Article Text
Abstract
Background Immune-checkpoint inhibitors (ICIs) are monoclonal antibodies that block inhibitory CTLA-4/PD-1 signalling pathways and thus boost cytotoxic T cell antitumor activity. ICIs have been proven effective in various malignancies, but there is a lack of knowledge regarding factors associated with ICI efficacy and safety. This study aims to examine transcriptomic changes in cancer patients treated with ICIs and their potential association with related clinical outcomes.
Methods This is a prospective multicentre cohort study (NCT04631731) recruiting cancer patients treated with (1) ICI monotherapy; (2) ICI dual therapy; (3) ICI + kinase inhibitor; (4) ICI + platinum-doublet chemotherapy. Peripheral blood is collected at baseline and 6–8 weeks after first ICI treatment as well as after the development of immune-related adverse events (irAEs, grade 2 and higher). Whole transcriptome sequencing (Novaseq S4 300 cycle lane, Illumina) was performed and followed by functional annotation using the ConsensusPath-DB platform.
Results 22 patients were recruited to the study and had paired blood taken. Two patients had developed grade 3–4 irAEs. RNA sequencing analysis identified 3,000 genes that were significantly dysregulated at week 6–8 after ICI commencement as compared to pre-treatment in n=20 recruited patients without irAEs (figure 1). Functional annotation established that 132 pathways were associated with the identified set of dysregulated genes. Among them: (1) pre-NOTCH processing in Golgi, (2) Interleukin-15 signalling; (3) STAT5 activation, and (4) RORA activation of gene expression possessed a gene set enrichment of at least 80% and p<0.01. In 2 patients with grade 3 immune-mediated hepatitis, both treated with combination of CTLA-4/PD-1 inhibitors, analysis revealed that 360 and 325 were 2-fold up- and downregulated respectively upon onset of toxicity as compared to both pre-treatment and 1-week post-steroid treatment. Interestingly, this gene set possessed minimal overlap when compared to genes dysregulated in patients without irAEs. Moreover, functional annotation established different pathways that were associated with toxicity. The highest enrichment scores belonged to pathways regulating cell cycle and apoptotic pathways driven by CDC25A, p53 and BCL-2, among others.
The figure representing differentially expressed genes elucidated in this pilot study. N=3000 genes were significantly dysregulated between pre- and week 6–8 post-IO commencement.

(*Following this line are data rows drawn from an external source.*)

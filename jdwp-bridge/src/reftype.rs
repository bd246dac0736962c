// ReferenceType command implementations
//
// Commands for working with classes, interfaces, and arrays

use crate::native::{modifiers, JFieldId, JavaVm, JvmtiEnv};
use crate::protocol::{ProtocolError, ProtocolResult};
use crate::reference::scope_all;
use crate::service::DebugProtocolService;
use crate::types::{
    ClassId, ClassLoaderId, ClassStatus, DeclaredFieldData, DeclaredMethodData, FieldId,
    InterfaceId, ReferenceTypeId, Value,
};
use crate::values::{read_field, FieldOwner};
use tracing::debug;

impl<V: JavaVm> DebugProtocolService<V> {
    /// JNI signature of a reference type (ReferenceType.Signature command)
    pub fn get_signature(&self, ref_type: ReferenceTypeId) -> ProtocolResult<String> {
        self.get_signature_with_generic(ref_type)
            .map(|(signature, _)| signature)
    }

    /// (ReferenceType.SignatureWithGeneric command)
    pub fn get_signature_with_generic(
        &self,
        ref_type: ReferenceTypeId,
    ) -> ProtocolResult<(String, Option<String>)> {
        self.command("ReferenceType.Signature", |env| {
            let class = self.tracker.acquire_class(env, ref_type)?;
            Ok(env.jvmti.get_class_signature(class.get())?)
        })
    }

    /// Access flags of a class (ReferenceType.Modifiers command)
    pub fn get_modifiers(&self, ref_type: ReferenceTypeId) -> ProtocolResult<i32> {
        self.command("ReferenceType.Modifiers", |env| {
            let class = self.tracker.acquire_class(env, ref_type)?;
            Ok(env.jvmti.get_class_modifiers(class.get())?)
        })
    }

    /// Fields declared by a class, inherited ones excluded
    /// (ReferenceType.FieldsWithGeneric command)
    pub fn get_fields(&self, ref_type: ReferenceTypeId) -> ProtocolResult<Vec<DeclaredFieldData>> {
        self.command("ReferenceType.Fields", |env| {
            let class = self.tracker.acquire_class(env, ref_type)?;

            let fields = env.jvmti.get_class_fields(class.get())?;
            let mut result = Vec::with_capacity(fields.len());
            for field in fields {
                let name = env.jvmti.get_field_name(class.get(), field)?;
                let modifiers = env.jvmti.get_field_modifiers(class.get(), field)?;
                result.push(DeclaredFieldData {
                    field_id: field.as_raw() as FieldId,
                    name: name.name,
                    signature: name.signature,
                    generic_signature: name.generic_signature,
                    modifiers,
                });
            }
            Ok(result)
        })
    }

    /// Methods declared by a class (ReferenceType.MethodsWithGeneric command)
    pub fn get_methods(&self, ref_type: ReferenceTypeId) -> ProtocolResult<Vec<DeclaredMethodData>> {
        self.command("ReferenceType.Methods", |env| {
            let class = self.tracker.acquire_class(env, ref_type)?;

            let methods = env.jvmti.get_class_methods(class.get())?;
            let mut result = Vec::with_capacity(methods.len());
            for method in methods {
                let name = env.jvmti.get_method_name(method)?;
                let modifiers = env.jvmti.get_method_modifiers(method)?;
                result.push(DeclaredMethodData {
                    method_id: method.as_raw() as u64,
                    name: name.name,
                    signature: name.signature,
                    generic_signature: name.generic_signature,
                    modifiers,
                });
            }
            debug!("Found {} methods", result.len());
            Ok(result)
        })
    }

    /// Values of static fields (ReferenceType.GetValues command)
    pub fn get_reference_type_values(
        &self,
        ref_type: ReferenceTypeId,
        fields: &[FieldId],
    ) -> ProtocolResult<Vec<Value>> {
        self.command("ReferenceType.GetValues", |env| {
            let class = self.tracker.acquire_class(env, ref_type)?;

            let mut values = Vec::with_capacity(fields.len());
            for &field_id in fields {
                let field = JFieldId::from_raw(field_id as usize);
                let name = env.jvmti.get_field_name(class.get(), field)?;
                let field_modifiers = env.jvmti.get_field_modifiers(class.get(), field)?;
                if field_modifiers & modifiers::STATIC == 0 {
                    return Err(ProtocolError::InvalidFieldId);
                }
                values.push(read_field(
                    env,
                    &self.tracker,
                    FieldOwner::Static(class.get()),
                    field,
                    &name.signature,
                )?);
            }
            Ok(values)
        })
    }

    /// Source file name attribute (ReferenceType.SourceFile command)
    pub fn get_source_file(&self, ref_type: ReferenceTypeId) -> ProtocolResult<String> {
        self.command("ReferenceType.SourceFile", |env| {
            let class = self.tracker.acquire_class(env, ref_type)?;
            Ok(env.jvmti.get_source_file_name(class.get())?)
        })
    }

    pub fn get_reference_type_status(&self, ref_type: ReferenceTypeId) -> ProtocolResult<ClassStatus> {
        self.command("ReferenceType.Status", |env| {
            let class = self.tracker.acquire_class(env, ref_type)?;
            Ok(ClassStatus::from_native(env.jvmti.get_class_status(class.get())?))
        })
    }

    /// Interfaces directly implemented by a class (ReferenceType.Interfaces command)
    pub fn get_interfaces(&self, ref_type: ReferenceTypeId) -> ProtocolResult<Vec<InterfaceId>> {
        self.command("ReferenceType.Interfaces", |env| {
            let class = self.tracker.acquire_class(env, ref_type)?;
            let interfaces = scope_all(&env.jni, env.jvmti.get_implemented_interfaces(class.get())?);
            interfaces
                .iter()
                .map(|interface| {
                    self.tracker
                        .track_class(env, interface.get())
                        .map(|tagged| tagged.type_id)
                })
                .collect()
        })
    }

    pub fn get_superclass(&self, _class: ClassId) -> ProtocolResult<ClassId> {
        self.command("ClassType.Superclass", |_| Err(ProtocolError::NotImplemented))
    }

    pub fn get_class_loader(&self, _ref_type: ReferenceTypeId) -> ProtocolResult<ClassLoaderId> {
        self.command("ReferenceType.ClassLoader", |_| Err(ProtocolError::NotImplemented))
    }
}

Conclusions The preliminary analysis of the first 22 patients recruited to NCT04631731 confirms that ICI treatment interferes with expression of coding and non-coding RNAs. Importantly, patients with and without irAEs show different patterns of transcriptomic changes as well as variability among activated cellular pathways. This data emphasises the need for further exploration and validation of transcriptomic changes in a larger cohort. In the near future, RNA signatures may be utilised as biomarkers to rapidly and accurately diagnose irAEs.
Acknowledgements N/A
Trial Registration ClinicalTrials.
Gov identification number: NCT04631731
References N/A
Ethics Approval This study has been approved by the Western Sydney Local Health District (WSLHD) Human Research Ethics Committee on the November 9th, 2020 to be conducted at Blacktown and Westmead Public Hospitals of the WSLHD, Sydney, NSW, Australia.
Consent Each participant recruited to this translational study has provided written consent approved on the November 6th, 2020 (MASTER version) by the WSLHD HREC.